Some of these etiologies include chronic smoking (15), chemical pneumonitis (16), atypical pneumonias (P. carinii, MAC), and interstitial pneumonitis secondary to systemic sclerosis (17), all of which were ruled out in our patient. Rarely, HIV is known to cause LIP, which is an inflammatory reaction of the lung interstitium to the virus. In the absence of the aforementioned etiologies and the presence of HIV infection, the radiotracer uptake in both the lungs as seen in our patient may most likely represent LIP.

LIP is an inflammatory, lymphoproliferative, nonneoplastic process representing a pulmonary reaction to various external stimuli or systemic diseases. It appears that a transient lymphocytic alveolitis develops in some HIV-positive patients as an immune response to the HIV virus, which in a certain percentage of individuals evolves into LIP (18). The classical radiograph presentation is of bilateral, predominantly lower-zone nodular or reticulonodular opacities with or without variable areas of consolidation. On HRCT, this corresponds to patchy bilateral and diffuse ground-glass opacities (19).

The imaging findings represent a summation of lymphoid cellular infiltrates noted histologically within the lung interstitium. Since 99mTc sestamibi is known to be taken up by inflammatory cells, the presence of lymphoid infiltrates in the interstitium of the lungs might explain the isolated findings of bilateral diffusely increased uptake of the radiotracer throughout both the lung fields with normal myocardial perfusion and function. However, neither the MPI findings nor the radiological image findings are specific, so a tissue biopsy and histologic examination is warranted to confirm the diagnosis of LIP (20). Thus, it is reasonable to conclude that the development of LIP in our patient may have been entirely due to his HIV infection, since all other possible etiologies have been excluded.

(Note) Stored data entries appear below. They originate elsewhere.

//! JSON and YAML problem files

use std::path::{Path, PathBuf};
use thiserror::Error;
use tokio::fs;
use tracing::debug;

use crate::domain::calculation::{CalculationResult, DecisionProblem};

/// Errors raised while reading or writing problem files
#[derive(Debug, Error)]
pub enum ProblemFileError {
    #[error("I/O error on {path}: {message}")]
    Io { path: PathBuf, message: String },

    #[error("Unsupported problem file extension: {0}")]
    UnsupportedFormat(String),

    #[error("Invalid JSON problem: {0}")]
    Json(#[from] serde_json::Error),

    #[error("Invalid YAML problem: {0}")]
    Yaml(#[from] serde_yaml::Error),
}

impl ProblemFileError {
    fn io(path: &Path, err: std::io::Error) -> Self {
        ProblemFileError::Io {
            path: path.to_path_buf(),
            message: err.to_string(),
        }
    }
}

/// Serialization format of a problem file
#[derive(Debug, Clone, Copy, PartialEq, Eq)]
pub enum ProblemFormat {
    Json,
    Yaml,
}

impl ProblemFormat {
    /// Picks the format from the file extension.
    pub fn from_path(path: &Path) -> Result<Self, ProblemFileError> {
        let ext = path
            .extension()
            .and_then(|e| e.to_str())
            .map(str::to_ascii_lowercase)
            .unwrap_or_default();
        match ext.as_str() {
            "json" => Ok(ProblemFormat::Json),
            "yaml" | "yml" => Ok(ProblemFormat::Yaml),
            _ => Err(ProblemFileError::UnsupportedFormat(path.display().to_string())),
        }
    }
}

/// Parses a problem snapshot without validating its structure.
pub fn parse_problem(content: &str, format: ProblemFormat) -> Result<DecisionProblem, ProblemFileError> {
    let problem = match format {
        ProblemFormat::Json => serde_json::from_str(content)?,
        ProblemFormat::Yaml => serde_yaml::from_str(content)?,
    };
    Ok(problem)
}

/// Reads a problem snapshot from `path`.
pub async fn load_problem(path: impl AsRef<Path>) -> Result<DecisionProblem, ProblemFileError> {
    let path = path.as_ref();
    let format = ProblemFormat::from_path(path)?;
    let content = fs::read_to_string(path)
        .await
        .map_err(|e| ProblemFileError::io(path, e))?;

    let problem = parse_problem(&content, format)?;
    debug!(
        path = %path.display(),
        alternatives = problem.alternative_count(),
        criteria = problem.criterion_count(),
        "Loaded decision problem"
    );
    Ok(problem)
}

/// Writes a result as pretty JSON, replacing any existing file.
pub async fn save_result(
    path: impl AsRef<Path>,
    result: &CalculationResult,
) -> Result<(), ProblemFileError> {
    let path = path.as_ref();
    let content = serde_json::to_string_pretty(result)?;

    // Write to a sibling temp file, then rename over the target
    let temp_path = path.with_extension("tmp");
    fs::write(&temp_path, content)
        .await
        .map_err(|e| ProblemFileError::io(&temp_path, e))?;
    fs::rename(&temp_path, path)
        .await
        .map_err(|e| ProblemFileError::io(path, e))?;

    debug!(path = %path.display(), method = %result.method, "Saved calculation result");
    Ok(())
}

While LIP is known to be one of the criteria for defining acquired immunodeficiency syndrome (AIDS) in children, it is still considered unusual in HIV-positive adults (21). It is often an incidental finding rather than the patient’s presenting complaint, since the disease follows an indolent course, in stark contrast to the acute nature of HIV-related pulmonary infections. Thus, clinically this case is unique in that the patient presented with progressive dyspnea arising presumably from a HIV-associated LIP. Further, the presence of cardiac risk factors and an underlying primary malignancy complicated the diagnosis, requiring a complete workup including several imaging modalities before confirmation with tissue cultures and biopsy.

Conclusion

Although HIV-associated LIP in adults is unusual, knowledge of its presence is particularly important in interpretation of those subgroups undergoing 99mTc sestamibi MPI scans where HIV and cardiac risk factors are known to coexist. A careful and systematic review of the raw projection data in these patients is therefore essential both for the purpose of quality control and to detect noncardiac findings that may guide further workup for appropriate relevance (22).